▶ **Instructions for the task**:
The lines to copy are those in the records below that hold the word "Some".

▶ **Stored data**:
|---|
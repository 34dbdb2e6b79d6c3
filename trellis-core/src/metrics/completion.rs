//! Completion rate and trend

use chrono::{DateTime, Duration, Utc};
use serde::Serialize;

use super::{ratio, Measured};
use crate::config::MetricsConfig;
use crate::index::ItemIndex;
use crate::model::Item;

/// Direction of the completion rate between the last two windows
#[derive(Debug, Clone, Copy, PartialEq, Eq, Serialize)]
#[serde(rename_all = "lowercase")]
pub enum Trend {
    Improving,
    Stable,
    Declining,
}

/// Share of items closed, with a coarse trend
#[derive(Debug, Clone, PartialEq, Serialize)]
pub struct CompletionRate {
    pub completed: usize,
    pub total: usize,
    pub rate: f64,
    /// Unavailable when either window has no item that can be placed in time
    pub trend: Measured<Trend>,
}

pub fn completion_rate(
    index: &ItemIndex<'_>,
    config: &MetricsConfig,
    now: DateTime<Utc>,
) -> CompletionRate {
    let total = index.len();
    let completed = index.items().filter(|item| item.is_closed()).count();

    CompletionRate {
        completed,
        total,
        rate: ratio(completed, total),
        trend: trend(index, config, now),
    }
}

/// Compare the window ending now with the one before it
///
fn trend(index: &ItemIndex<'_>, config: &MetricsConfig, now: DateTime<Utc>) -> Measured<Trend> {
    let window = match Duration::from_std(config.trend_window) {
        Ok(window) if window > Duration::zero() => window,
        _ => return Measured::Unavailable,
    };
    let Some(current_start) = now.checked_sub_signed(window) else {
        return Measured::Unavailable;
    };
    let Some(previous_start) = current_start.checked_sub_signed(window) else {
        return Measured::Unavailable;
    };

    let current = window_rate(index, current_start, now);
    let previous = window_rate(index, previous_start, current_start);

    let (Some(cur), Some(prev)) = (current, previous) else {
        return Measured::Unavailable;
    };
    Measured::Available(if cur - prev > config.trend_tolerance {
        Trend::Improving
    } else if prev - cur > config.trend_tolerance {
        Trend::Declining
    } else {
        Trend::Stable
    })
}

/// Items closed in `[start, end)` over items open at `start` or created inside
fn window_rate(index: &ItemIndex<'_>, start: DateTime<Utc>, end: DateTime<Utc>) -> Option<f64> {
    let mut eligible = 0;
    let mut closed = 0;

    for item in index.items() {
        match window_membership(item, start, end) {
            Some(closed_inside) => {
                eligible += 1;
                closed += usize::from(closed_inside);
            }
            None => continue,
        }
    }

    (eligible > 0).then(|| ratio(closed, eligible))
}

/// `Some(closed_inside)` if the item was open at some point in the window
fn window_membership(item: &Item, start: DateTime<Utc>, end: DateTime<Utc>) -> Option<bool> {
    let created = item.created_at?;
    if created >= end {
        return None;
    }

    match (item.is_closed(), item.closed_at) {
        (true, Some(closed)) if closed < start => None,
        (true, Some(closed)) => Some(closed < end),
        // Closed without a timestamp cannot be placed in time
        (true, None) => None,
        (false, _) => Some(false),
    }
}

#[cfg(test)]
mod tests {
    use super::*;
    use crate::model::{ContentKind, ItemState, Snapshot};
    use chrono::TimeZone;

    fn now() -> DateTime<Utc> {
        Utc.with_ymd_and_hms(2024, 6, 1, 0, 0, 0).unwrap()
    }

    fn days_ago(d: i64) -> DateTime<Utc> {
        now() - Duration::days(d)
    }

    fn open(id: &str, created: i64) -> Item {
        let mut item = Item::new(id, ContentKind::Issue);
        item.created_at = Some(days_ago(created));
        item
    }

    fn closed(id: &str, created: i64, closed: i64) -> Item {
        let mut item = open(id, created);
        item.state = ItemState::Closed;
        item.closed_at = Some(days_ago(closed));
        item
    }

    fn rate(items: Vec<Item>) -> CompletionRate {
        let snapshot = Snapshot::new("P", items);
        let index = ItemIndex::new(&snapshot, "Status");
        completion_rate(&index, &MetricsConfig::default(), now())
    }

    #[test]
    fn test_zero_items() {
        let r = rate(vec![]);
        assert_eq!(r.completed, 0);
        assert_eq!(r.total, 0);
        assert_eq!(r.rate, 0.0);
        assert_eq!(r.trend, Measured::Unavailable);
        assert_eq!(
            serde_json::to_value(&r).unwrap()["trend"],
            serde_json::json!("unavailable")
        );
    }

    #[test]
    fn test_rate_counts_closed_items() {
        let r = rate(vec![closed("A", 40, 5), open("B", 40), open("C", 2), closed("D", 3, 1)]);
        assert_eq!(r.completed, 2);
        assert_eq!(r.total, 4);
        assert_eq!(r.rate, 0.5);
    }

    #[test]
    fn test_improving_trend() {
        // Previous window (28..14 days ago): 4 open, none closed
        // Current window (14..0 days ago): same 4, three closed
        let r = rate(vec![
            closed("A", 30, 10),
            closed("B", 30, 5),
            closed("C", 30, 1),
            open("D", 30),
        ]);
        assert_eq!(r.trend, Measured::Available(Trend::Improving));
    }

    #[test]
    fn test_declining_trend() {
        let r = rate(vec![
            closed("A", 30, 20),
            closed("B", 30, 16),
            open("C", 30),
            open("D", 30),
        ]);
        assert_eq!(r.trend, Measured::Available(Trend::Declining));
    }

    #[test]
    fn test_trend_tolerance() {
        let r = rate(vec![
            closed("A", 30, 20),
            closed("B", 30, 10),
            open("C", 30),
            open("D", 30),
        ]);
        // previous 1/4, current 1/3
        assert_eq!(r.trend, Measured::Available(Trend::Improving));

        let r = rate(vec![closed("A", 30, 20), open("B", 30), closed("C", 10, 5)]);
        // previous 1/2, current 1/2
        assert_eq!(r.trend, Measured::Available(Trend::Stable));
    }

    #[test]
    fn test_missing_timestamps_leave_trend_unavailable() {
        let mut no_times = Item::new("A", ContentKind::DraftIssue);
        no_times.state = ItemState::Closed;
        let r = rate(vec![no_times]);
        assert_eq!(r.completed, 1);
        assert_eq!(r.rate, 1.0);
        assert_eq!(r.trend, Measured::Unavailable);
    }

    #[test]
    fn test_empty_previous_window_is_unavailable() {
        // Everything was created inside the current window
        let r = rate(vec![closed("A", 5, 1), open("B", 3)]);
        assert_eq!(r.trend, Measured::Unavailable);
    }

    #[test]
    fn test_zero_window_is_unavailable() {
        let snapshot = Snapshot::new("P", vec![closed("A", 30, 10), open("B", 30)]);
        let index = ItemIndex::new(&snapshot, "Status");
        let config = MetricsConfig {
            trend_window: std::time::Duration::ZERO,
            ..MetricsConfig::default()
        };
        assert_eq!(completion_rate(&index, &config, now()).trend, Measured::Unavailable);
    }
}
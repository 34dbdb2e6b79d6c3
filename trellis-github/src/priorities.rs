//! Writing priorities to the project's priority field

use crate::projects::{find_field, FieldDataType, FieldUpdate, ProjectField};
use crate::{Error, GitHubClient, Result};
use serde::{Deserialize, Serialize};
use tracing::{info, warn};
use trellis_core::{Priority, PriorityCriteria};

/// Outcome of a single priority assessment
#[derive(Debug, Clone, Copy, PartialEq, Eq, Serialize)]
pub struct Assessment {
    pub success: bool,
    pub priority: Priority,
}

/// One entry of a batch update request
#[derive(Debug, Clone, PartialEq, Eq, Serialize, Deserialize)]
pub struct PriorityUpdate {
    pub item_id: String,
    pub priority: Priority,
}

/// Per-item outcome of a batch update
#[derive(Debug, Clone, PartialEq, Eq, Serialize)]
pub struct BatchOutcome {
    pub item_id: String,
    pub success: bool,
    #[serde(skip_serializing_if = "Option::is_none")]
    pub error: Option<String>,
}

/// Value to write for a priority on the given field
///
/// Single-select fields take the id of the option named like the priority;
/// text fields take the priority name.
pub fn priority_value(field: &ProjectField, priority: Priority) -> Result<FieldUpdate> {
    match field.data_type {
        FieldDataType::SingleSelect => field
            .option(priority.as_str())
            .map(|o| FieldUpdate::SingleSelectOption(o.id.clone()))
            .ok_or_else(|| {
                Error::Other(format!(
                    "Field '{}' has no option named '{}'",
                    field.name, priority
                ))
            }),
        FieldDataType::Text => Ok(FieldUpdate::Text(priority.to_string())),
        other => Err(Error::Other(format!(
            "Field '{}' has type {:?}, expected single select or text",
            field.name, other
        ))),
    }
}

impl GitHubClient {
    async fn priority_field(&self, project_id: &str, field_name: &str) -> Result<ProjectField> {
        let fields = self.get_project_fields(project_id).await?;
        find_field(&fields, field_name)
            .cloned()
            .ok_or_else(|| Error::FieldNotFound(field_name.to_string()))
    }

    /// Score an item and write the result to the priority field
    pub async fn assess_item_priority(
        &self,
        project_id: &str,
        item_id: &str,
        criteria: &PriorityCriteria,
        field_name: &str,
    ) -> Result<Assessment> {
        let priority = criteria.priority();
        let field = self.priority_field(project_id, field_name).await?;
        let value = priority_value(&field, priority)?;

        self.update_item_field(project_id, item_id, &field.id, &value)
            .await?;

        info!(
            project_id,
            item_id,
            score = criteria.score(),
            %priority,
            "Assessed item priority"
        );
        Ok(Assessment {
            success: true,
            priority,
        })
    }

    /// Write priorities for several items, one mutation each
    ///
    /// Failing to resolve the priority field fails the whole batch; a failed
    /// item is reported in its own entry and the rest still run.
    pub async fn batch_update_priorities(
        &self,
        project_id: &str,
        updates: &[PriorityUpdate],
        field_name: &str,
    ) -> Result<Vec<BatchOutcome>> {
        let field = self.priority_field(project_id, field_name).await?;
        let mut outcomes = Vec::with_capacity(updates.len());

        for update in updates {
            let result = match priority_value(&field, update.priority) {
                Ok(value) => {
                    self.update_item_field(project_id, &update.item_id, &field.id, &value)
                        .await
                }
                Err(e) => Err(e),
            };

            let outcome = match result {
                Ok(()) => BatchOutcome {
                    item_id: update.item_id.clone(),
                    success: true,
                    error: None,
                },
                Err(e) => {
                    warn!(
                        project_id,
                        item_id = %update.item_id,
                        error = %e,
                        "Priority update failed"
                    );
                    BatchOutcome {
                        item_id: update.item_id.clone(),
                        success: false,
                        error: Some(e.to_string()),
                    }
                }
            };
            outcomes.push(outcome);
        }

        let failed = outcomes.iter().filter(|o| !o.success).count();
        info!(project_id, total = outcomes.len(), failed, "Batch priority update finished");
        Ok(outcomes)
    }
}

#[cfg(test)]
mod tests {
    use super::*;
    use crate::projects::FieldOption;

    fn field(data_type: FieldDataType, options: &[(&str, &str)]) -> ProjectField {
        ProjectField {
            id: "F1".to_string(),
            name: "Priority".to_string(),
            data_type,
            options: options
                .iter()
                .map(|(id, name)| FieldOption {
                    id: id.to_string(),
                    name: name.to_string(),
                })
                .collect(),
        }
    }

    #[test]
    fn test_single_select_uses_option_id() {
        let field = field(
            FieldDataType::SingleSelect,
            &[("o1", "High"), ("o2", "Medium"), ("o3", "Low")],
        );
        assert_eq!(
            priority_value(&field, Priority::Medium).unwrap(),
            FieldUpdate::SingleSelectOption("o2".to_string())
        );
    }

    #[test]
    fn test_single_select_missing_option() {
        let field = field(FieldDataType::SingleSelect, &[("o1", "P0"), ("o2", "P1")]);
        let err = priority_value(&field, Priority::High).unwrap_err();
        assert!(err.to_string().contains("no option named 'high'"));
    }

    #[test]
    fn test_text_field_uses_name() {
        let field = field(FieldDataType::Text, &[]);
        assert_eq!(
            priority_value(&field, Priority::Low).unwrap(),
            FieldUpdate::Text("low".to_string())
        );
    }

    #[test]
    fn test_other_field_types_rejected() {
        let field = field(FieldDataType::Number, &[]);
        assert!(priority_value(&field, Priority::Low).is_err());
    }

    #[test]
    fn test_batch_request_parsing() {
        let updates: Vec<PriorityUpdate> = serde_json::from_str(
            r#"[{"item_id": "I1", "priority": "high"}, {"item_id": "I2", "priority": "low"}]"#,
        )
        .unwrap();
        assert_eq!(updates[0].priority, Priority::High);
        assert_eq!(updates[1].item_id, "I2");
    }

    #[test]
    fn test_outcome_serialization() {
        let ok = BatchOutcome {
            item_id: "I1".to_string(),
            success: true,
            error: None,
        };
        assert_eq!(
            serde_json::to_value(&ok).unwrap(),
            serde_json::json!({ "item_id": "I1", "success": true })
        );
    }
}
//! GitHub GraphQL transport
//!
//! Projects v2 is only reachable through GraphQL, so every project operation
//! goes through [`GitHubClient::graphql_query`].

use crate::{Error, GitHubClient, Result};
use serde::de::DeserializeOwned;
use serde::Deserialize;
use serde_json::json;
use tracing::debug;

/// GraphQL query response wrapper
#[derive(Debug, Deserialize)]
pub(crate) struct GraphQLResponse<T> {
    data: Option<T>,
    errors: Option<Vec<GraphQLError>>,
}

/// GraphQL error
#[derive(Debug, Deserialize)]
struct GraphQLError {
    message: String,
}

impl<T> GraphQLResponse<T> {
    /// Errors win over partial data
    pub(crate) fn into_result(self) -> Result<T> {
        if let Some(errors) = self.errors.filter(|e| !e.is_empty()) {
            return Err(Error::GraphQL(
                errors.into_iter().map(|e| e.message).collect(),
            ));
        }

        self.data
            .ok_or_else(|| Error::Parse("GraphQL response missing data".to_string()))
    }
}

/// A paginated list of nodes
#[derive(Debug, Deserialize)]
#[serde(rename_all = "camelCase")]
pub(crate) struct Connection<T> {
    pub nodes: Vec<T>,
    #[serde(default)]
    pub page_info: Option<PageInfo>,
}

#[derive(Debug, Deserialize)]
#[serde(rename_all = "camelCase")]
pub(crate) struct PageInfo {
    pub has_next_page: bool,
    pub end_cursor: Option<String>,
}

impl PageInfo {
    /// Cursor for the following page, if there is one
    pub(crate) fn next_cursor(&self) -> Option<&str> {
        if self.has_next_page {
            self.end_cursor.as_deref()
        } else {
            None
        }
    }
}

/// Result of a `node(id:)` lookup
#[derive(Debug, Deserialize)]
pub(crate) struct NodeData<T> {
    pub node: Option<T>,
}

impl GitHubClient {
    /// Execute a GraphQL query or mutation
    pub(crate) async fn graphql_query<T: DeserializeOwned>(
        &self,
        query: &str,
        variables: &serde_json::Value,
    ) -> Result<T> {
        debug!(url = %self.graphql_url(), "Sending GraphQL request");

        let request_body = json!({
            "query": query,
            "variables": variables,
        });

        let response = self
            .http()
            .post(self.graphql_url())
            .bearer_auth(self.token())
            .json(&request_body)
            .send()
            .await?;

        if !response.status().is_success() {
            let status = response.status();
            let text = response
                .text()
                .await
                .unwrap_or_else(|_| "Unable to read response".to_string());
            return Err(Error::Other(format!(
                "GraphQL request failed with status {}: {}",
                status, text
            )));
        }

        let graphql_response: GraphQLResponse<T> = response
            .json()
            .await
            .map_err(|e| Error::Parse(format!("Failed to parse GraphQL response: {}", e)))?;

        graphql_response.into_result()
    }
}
|---|
▶ **Solution to the problem**:
    let Some(current_start) = now.checked_sub_signed(window) else {
    let Some(previous_start) = current_start.checked_sub_signed(window) else {
    let (Some(cur), Some(prev)) = (current, previous) else {
            Some(closed_inside) => {
/// `Some(closed_inside)` if the item was open at some point in the window
        (true, Some(closed)) if closed < start => None,
        (true, Some(closed)) => Some(closed < end),
        (false, _) => Some(false),
        item.created_at = Some(days_ago(created));
        item.closed_at = Some(days_ago(closed));
                        error: Some(e.to_string()),
        if let Some(errors) = self.errors.filter(|e| !e.is_empty()) {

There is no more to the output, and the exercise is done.